Problem statement
Take the material below and reproduce, word for word, only the lines from the line with "use crate::shared::frame::Frame;" through the line with "pub enum AgeGroup".
☆ ☆ ☆ ☆
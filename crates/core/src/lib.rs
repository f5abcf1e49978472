//! Live face analytics: capture frames, locate faces with a Haar cascade,
//! estimate age and gender per face, and present annotated frames.

pub mod shared {
    pub mod bounding_box;
    pub mod constants;
    pub mod error;
    pub mod frame;
    pub mod model_resolver;
}

pub mod capture {
    pub mod domain {
        pub mod capture_config;
        pub mod frame_source;
    }
    pub mod infrastructure;
}

pub mod detection {
    pub mod domain {
        pub mod face_detector;
        pub mod face_region;
        pub mod haar_cascade;
        pub mod integral_image;
    }
    pub mod infrastructure;
}

pub mod classification {
    pub mod domain {
        pub mod age_classifier;
        pub mod classification;
        pub mod gender_classifier;
    }
    pub mod infrastructure;
}

pub mod rendering {
    pub mod annotated_frame;
    pub mod annotation_renderer;
}

pub mod display {
    pub mod domain {
        pub mod display_sink;
    }
    pub mod infrastructure;
}

pub mod events {
    pub mod domain {
        pub mod detection_event;
        pub mod event_sink;
    }
    pub mod infrastructure;
}

pub mod pipeline {
    pub mod face_classification;
    pub mod frame_cycle;
    mod output_channels;
    pub mod pipeline_controller;
    pub mod pipeline_logger;
    pub mod pipeline_state;
    pub mod pipeline_stats;
}
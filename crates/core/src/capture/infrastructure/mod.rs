pub mod ffmpeg_capture_source;
pub mod image_sequence_source;
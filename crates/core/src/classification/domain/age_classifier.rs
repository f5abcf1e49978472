use std::fmt;
use std::str::FromStr;

use serde::{Deserialize, Serialize};

use crate::shared::constants::CHILD_MAX_MIDPOINT;
use crate::shared::error::ClassificationError;
use crate::shared::frame::Frame;

/// Estimated age as an inclusive range of years.
#[derive(Clone, Copy, Debug, PartialEq, Eq, Hash)]
pub struct AgeRange {
    low: u32,
    high: u32,
}

impl AgeRange {
    /// Returns `None` when `low > high`.
    pub fn new(low: u32, high: u32) -> Option<Self> {
        (low <= high).then_some(Self { low, high })
    }

    pub fn low(&self) -> u32 {
        self.low
    }

    pub fn high(&self) -> u32 {
        self.high
    }

    /// Integer midpoint, rounded down. Exact for the whole `u32` range.
    pub fn midpoint(&self) -> u32 {
        self.low + (self.high - self.low) / 2
    }

    pub fn age_group(&self) -> AgeGroup {
        AgeGroup::from_midpoint(i64::from(self.midpoint()))
    }
}

impl fmt::Display for AgeRange {
    fn fmt(&self, f: &mut fmt::Formatter<'_>) -> fmt::Result {
        write!(f, "{}-{}", self.low, self.high)
    }
}

impl FromStr for AgeRange {
    type Err = String;

    fn from_str(s: &str) -> Result<Self, Self::Err> {
        let (low, high) = s
            .split_once('-')
            .ok_or_else(|| format!("age range {s:?} is not of the form low-high"))?;
        let low: u32 = low.trim().parse().map_err(|e| format!("bad low bound: {e}"))?;
        let high: u32 = high.trim().parse().map_err(|e| format!("bad high bound: {e}"))?;
        AgeRange::new(low, high).ok_or_else(|| format!("age range {s:?} has low > high"))
    }
}

/// Coarse age bucket handed to the event log.
#[derive(Clone, Copy, Debug, PartialEq, Eq, Hash, Serialize, Deserialize)]
pub enum AgeGroup {
    Child,
    Adult,
}

impl AgeGroup {
    pub fn from_midpoint(midpoint: i64) -> Self {
        if midpoint <= CHILD_MAX_MIDPOINT {
            AgeGroup::Child
        } else {
            AgeGroup::Adult
        }
    }
}

impl fmt::Display for AgeGroup {
    fn fmt(&self, f: &mut fmt::Formatter<'_>) -> fmt::Result {
        match self {
            AgeGroup::Child => write!(f, "Child"),
            AgeGroup::Adult => write!(f, "Adult"),
        }
    }
}

/// Domain interface for age estimation.
///
/// Implementations are stateless between calls and are shared across the
/// classification workers of one frame, hence `&self` and `Sync`.
pub trait AgeClassifier: Send + Sync {
    fn predict(&self, face: &Frame, context: &Frame) -> Result<AgeRange, ClassificationError>;
}

#[cfg(test)]
mod tests {
    use super::*;
    use rstest::rstest;

    #[rstest]
    #[case(i64::MIN, AgeGroup::Child)]
    #[case(0, AgeGroup::Child)]
    #[case(13, AgeGroup::Child)]
    #[case(14, AgeGroup::Child)]
    #[case(15, AgeGroup::Adult)]
    #[case(40, AgeGroup::Adult)]
    #[case(i64::MAX, AgeGroup::Adult)]
    fn test_age_group_boundary(#[case] midpoint: i64, #[case] expected: AgeGroup) {
        assert_eq!(AgeGroup::from_midpoint(midpoint), expected);
    }

    #[rstest]
    #[case(0, 2, 1, AgeGroup::Child)]
    #[case(8, 12, 10, AgeGroup::Child)]
    #[case(15, 20, 17, AgeGroup::Adult)]
    #[case(20, 29, 24, AgeGroup::Adult)]
    #[case(60, 100, 80, AgeGroup::Adult)]
    #[case(u32::MAX, u32::MAX, u32::MAX, AgeGroup::Adult)]
    #[case(u32::MAX - 1, u32::MAX, u32::MAX - 1, AgeGroup::Adult)]
    #[case(0, u32::MAX, u32::MAX / 2, AgeGroup::Adult)]
    fn test_range_midpoint_and_group(
        #[case] low: u32,
        #[case] high: u32,
        #[case] midpoint: u32,
        #[case] group: AgeGroup,
    ) {
        let range = AgeRange::new(low, high).unwrap();
        assert_eq!(range.midpoint(), midpoint);
        assert_eq!(range.age_group(), group);
    }

    #[test]
    fn test_bucketing_is_idempotent() {
        for midpoint in -50..150 {
            let group = AgeGroup::from_midpoint(midpoint);
            assert_eq!(AgeGroup::from_midpoint(midpoint), group);
        }
    }

    #[test]
    fn test_inverted_range_is_rejected() {
        assert!(AgeRange::new(30, 20).is_none());
        assert!(AgeRange::new(20, 20).is_some());
    }

    #[test]
    fn test_display_and_parse() {
        let range = AgeRange::new(25, 32).unwrap();
        assert_eq!(range.to_string(), "25-32");
        assert_eq!("25-32".parse::<AgeRange>().unwrap(), range);
        assert!("32-25".parse::<AgeRange>().is_err());
        assert!("adult".parse::<AgeRange>().is_err());
    }

    #[test]
    fn test_age_group_serializes_as_name() {
        assert_eq!(serde_json::to_string(&AgeGroup::Child).unwrap(), "\"Child\"");
    }
}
☆ ☆ ☆ ☆
Answer box
use crate::shared::frame::Frame;

/// Estimated age as an inclusive range of years.
#[derive(Clone, Copy, Debug, PartialEq, Eq, Hash)]
pub struct AgeRange {
    low: u32,
    high: u32,
}

impl AgeRange {
    /// Returns `None` when `low > high`.
    pub fn new(low: u32, high: u32) -> Option<Self> {
        (low <= high).then_some(Self { low, high })
    }

    pub fn low(&self) -> u32 {
        self.low
    }

    pub fn high(&self) -> u32 {
        self.high
    }

    /// Integer midpoint, rounded down. Exact for the whole `u32` range.
    pub fn midpoint(&self) -> u32 {
        self.low + (self.high - self.low) / 2
    }

    pub fn age_group(&self) -> AgeGroup {
        AgeGroup::from_midpoint(i64::from(self.midpoint()))
    }
}

impl fmt::Display for AgeRange {
    fn fmt(&self, f: &mut fmt::Formatter<'_>) -> fmt::Result {
        write!(f, "{}-{}", self.low, self.high)
    }
}

impl FromStr for AgeRange {
    type Err = String;

    fn from_str(s: &str) -> Result<Self, Self::Err> {
        let (low, high) = s
            .split_once('-')
            .ok_or_else(|| format!("age range {s:?} is not of the form low-high"))?;
        let low: u32 = low.trim().parse().map_err(|e| format!("bad low bound: {e}"))?;
        let high: u32 = high.trim().parse().map_err(|e| format!("bad high bound: {e}"))?;
        AgeRange::new(low, high).ok_or_else(|| format!("age range {s:?} has low > high"))
    }
}

/// Coarse age bucket handed to the event log.
#[derive(Clone, Copy, Debug, PartialEq, Eq, Hash, Serialize, Deserialize)]
pub enum AgeGroup {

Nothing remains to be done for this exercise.